Sometimes you have to do things that seem crazy
As a front end web developer by study and practice, I tend to follow a lot of similar user experience layouts for my web apps. A great example of this is putting the navigation drawer in the top left corner. However as I am working on a new project I figured I wanted to try something new.
Since the dawn of online web applications, or at least modern web applications since Facebook, 98% or so applications have followed a really simple login flow of allowing users to login with an identity (username or email) and a password. This hasn’t changed significantly (except with the addition of social sign-ins like Facebook or Twitter) in the 10+ years it’s been used.
I figured I wanted to implement the login experience a little differently from this archaic process. There were two reasons why I decided to make a change in the the system I plan on using for the application. The first is because of the weak passwords most people use day to day. I don’t want users to simply reuse the same password they use for their bank accounts, Facebook, email and other accounts they login to. The second reason why I wanted to do this was to make it easier for users to remember passwords by using specific pieces of information as the password. As a user being forced to make a password with more than 8 characters, but less than 26 characters and with at least one symbol, one capital character, and a number is incredibly stressful. Currently when I make new passwords for new accounts I use 1Password’s password generator which works wonderfully, however not all users have this feature at their disposal, nor should they need it.

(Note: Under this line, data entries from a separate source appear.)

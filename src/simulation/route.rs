//! Shortest path search over the road network
//!
//! Classic single-source Dijkstra. The frontier is a min-heap keyed on
//! tentative distance, with ties broken by insertion order so results do not
//! depend on heap internals.

use log::debug;
use ordered_float::OrderedFloat;
use std::cmp::{Ordering, Reverse};
use std::collections::{BinaryHeap, HashMap};

use super::road_network::RoadNetwork;
use super::types::Node;

/// A frontier entry; `Ord` is reversed so `BinaryHeap` pops the nearest first
#[derive(Debug, Clone, Copy, PartialEq, Eq)]
struct FrontierEntry {
    distance: OrderedFloat<f64>,
    sequence: u64,
    node: Node,
}

impl Ord for FrontierEntry {
    fn cmp(&self, other: &Self) -> Ordering {
        Reverse((self.distance, self.sequence)).cmp(&Reverse((other.distance, other.sequence)))
    }
}

impl PartialOrd for FrontierEntry {
    fn partial_cmp(&self, other: &Self) -> Option<Ordering> {
        Some(self.cmp(other))
    }
}

/// Distances and parent pointers from a single start node
#[derive(Debug, Clone)]
pub struct ShortestPathTree {
    start: Node,
    distances: HashMap<Node, f64>,
    parents: HashMap<Node, Node>,
}

impl ShortestPathTree {
    /// Runs Dijkstra from `start` until the frontier is empty
    pub fn solve(network: &RoadNetwork, start: Node) -> Self {
        let mut distances = HashMap::with_capacity(network.intersection_count());
        let mut parents = HashMap::with_capacity(network.intersection_count());
        let mut frontier = BinaryHeap::new();
        let mut sequence = 0u64;
        let mut pops = 0usize;

        if network.contains(start) {
            distances.insert(start, 0.0);
            frontier.push(FrontierEntry {
                distance: OrderedFloat(0.0),
                sequence,
                node: start,
            });
        }

        while let Some(FrontierEntry { distance, node, .. }) = frontier.pop() {
            pops += 1;
            let best = distances.get(&node).copied().unwrap_or(f64::INFINITY);
            if distance.into_inner() > best {
                // Superseded by a cheaper entry
                continue;
            }

            for (neighbor, weight) in network.edges_from(node) {
                let candidate = best + weight;
                let current = distances.get(&neighbor).copied().unwrap_or(f64::INFINITY);
                if candidate < current {
                    distances.insert(neighbor, candidate);
                    parents.insert(neighbor, node);
                    sequence += 1;
                    frontier.push(FrontierEntry {
                        distance: OrderedFloat(candidate),
                        sequence,
                        node: neighbor,
                    });
                }
            }
        }

        debug!(
            "Shortest path tree from {}: {} nodes reached, {} frontier pops, {} pushes",
            start,
            distances.len(),
            pops,
            sequence + 1
        );

        Self {
            start,
            distances,
            parents,
        }
    }

    pub fn start(&self) -> Node {
        self.start
    }

    /// Best distance to `node`; infinite when unreachable
    pub fn distance(&self, node: Node) -> f64 {
        self.distances.get(&node).copied().unwrap_or(f64::INFINITY)
    }

    pub fn parent(&self, node: Node) -> Option<Node> {
        self.parents.get(&node).copied()
    }

    pub fn reached(&self) -> usize {
        self.distances.len()
    }

    /// Walks parent pointers back from `destination` and reverses them
    pub fn route_to(&self, destination: Node) -> Option<Route> {
        let cost = *self.distances.get(&destination)?;

        let mut nodes = vec![destination];
        let mut current = destination;
        while current != self.start {
            current = self.parent(current)?;
            nodes.push(current);
            // Parent pointers form a tree, a longer walk means corruption
            if nodes.len() > self.distances.len() {
                return None;
            }
        }
        nodes.reverse();

        Some(Route { nodes, cost })
    }
}

/// The minimum-weight sequence of nodes from start to destination
#[derive(Debug, Clone, PartialEq)]
pub struct Route {
    nodes: Vec<Node>,
    cost: f64,
}

impl Route {
    pub fn nodes(&self) -> &[Node] {
        &self.nodes
    }

    /// Sum of edge weights along the route
    pub fn cost(&self) -> f64 {
        self.cost
    }

    pub fn start(&self) -> Node {
        self.nodes[0]
    }

    pub fn destination(&self) -> Node {
        self.nodes[self.nodes.len() - 1]
    }

    /// Number of edges travelled
    pub fn hops(&self) -> usize {
        self.nodes.len() - 1
    }

    /// Consecutive node pairs
    pub fn edges(&self) -> impl Iterator<Item = (Node, Node)> + '_ {
        self.nodes.windows(2).map(|pair| (pair[0], pair[1]))
    }

    /// True when no node appears twice
    pub fn is_simple(&self) -> bool {
        let mut seen = std::collections::HashSet::with_capacity(self.nodes.len());
        self.nodes.iter().all(|node| seen.insert(*node))
    }
}
//! Core types for the grid traffic simulation

use std::fmt;

/// An intersection in the routing grid
///
/// Columns and rows are 1-based. Ordering is column-major, which is also the
/// order nodes are visited when edge weights are drawn.
#[derive(Debug, Clone, Copy, PartialEq, Eq, Hash, PartialOrd, Ord)]
pub struct Node {
    pub col: u32,
    pub row: u32,
}

impl Node {
    pub const fn new(col: u32, row: u32) -> Self {
        Self { col, row }
    }

    /// Neighbor at the given signed offset, if it stays in positive coordinates
    pub fn offset(&self, d_col: i64, d_row: i64) -> Option<Node> {
        let col = u32::try_from(self.col as i64 + d_col).ok()?;
        let row = u32::try_from(self.row as i64 + d_row).ok()?;
        Some(Node::new(col, row))
    }

    /// Grid adjacency (4-neighbors only, no diagonals)
    pub fn is_adjacent(&self, other: &Node) -> bool {
        self.col.abs_diff(other.col) + self.row.abs_diff(other.row) == 1
    }

    pub fn manhattan_distance(&self, other: &Node) -> u32 {
        self.col.abs_diff(other.col) + self.row.abs_diff(other.row)
    }
}

impl fmt::Display for Node {
    fn fmt(&self, f: &mut fmt::Formatter<'_>) -> fmt::Result {
        write!(f, "({}, {})", self.col, self.row)
    }
}

/// A point on the rendering plane
#[derive(Debug, Clone, Copy, PartialEq, Default)]
pub struct Coordinate {
    pub x: f64,
    pub y: f64,
}

impl Coordinate {
    pub fn new(x: f64, y: f64) -> Self {
        Self { x, y }
    }
}

/// A unique identifier for vehicles
#[derive(Debug, Clone, Copy, PartialEq, Eq, Hash, PartialOrd, Ord)]
pub struct VehicleId(pub usize);

/// Axis a vehicle travels along
#[derive(Debug, Clone, Copy, PartialEq, Eq, Hash)]
pub enum Orientation {
    /// Moves along x, lane fixed in y
    Horizontal,
    /// Moves along y, lane fixed in x
    Vertical,
}

/// Sign of travel along the vehicle's axis
#[derive(Debug, Clone, Copy, PartialEq, Eq, Hash)]
pub enum TravelDirection {
    /// Coordinate increases every tick
    Positive,
    /// Coordinate decreases every tick
    Negative,
}

impl TravelDirection {
    pub fn sign(self) -> f64 {
        match self {
            TravelDirection::Positive => 1.0,
            TravelDirection::Negative => -1.0,
        }
    }
}

impl From<bool> for TravelDirection {
    fn from(forward: bool) -> Self {
        if forward {
            TravelDirection::Positive
        } else {
            TravelDirection::Negative
        }
    }
}

/// Size of the visible scene in plane units
#[derive(Debug, Clone, Copy, PartialEq)]
pub struct SceneBounds {
    pub width: f64,
    pub height: f64,
}

impl SceneBounds {
    pub fn new(width: f64, height: f64) -> Self {
        Self { width, height }
    }

    /// Extent of the scene along the axis a vehicle of this orientation moves on
    pub fn extent(&self, orientation: Orientation) -> f64 {
        match orientation {
            Orientation::Horizontal => self.width,
            Orientation::Vertical => self.height,
        }
    }
}

impl Default for SceneBounds {
    fn default() -> Self {
        Self {
            width: SCENE_WIDTH,
            height: SCENE_HEIGHT,
        }
    }
}

/// Default scene width
pub const SCENE_WIDTH: f64 = 1250.0;

/// Default scene height
pub const SCENE_HEIGHT: f64 = 700.0;

/// Distance past a scene edge a vehicle may travel before it wraps
pub const WRAP_MARGIN: f64 = 100.0;

/// Weight used for any edge the weight table has no entry for
pub const DEFAULT_EDGE_WEIGHT: f64 = 1.0;

/// Distance of a lane from its road's centre line
pub const LANE_OFFSET: f64 = 10.0;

So how will I be implementing passwords into my application?
I decided to use three separate inputs, the first is the user’s favorite animal, the second is the name of a special loved one, and the third is their favorite number. I chose these three attributes because they are all mostly unique to each user, and also in most cases they are nearly impossible to guess without having intimate knowledge of the user.
Ultimately there will be problems with this solution, as there will be with any sort of changed user flow. However sometimes these changes lead to better experiences both in and outside of the application. For now, only time will tell if the value is greater than the extra effort on the user.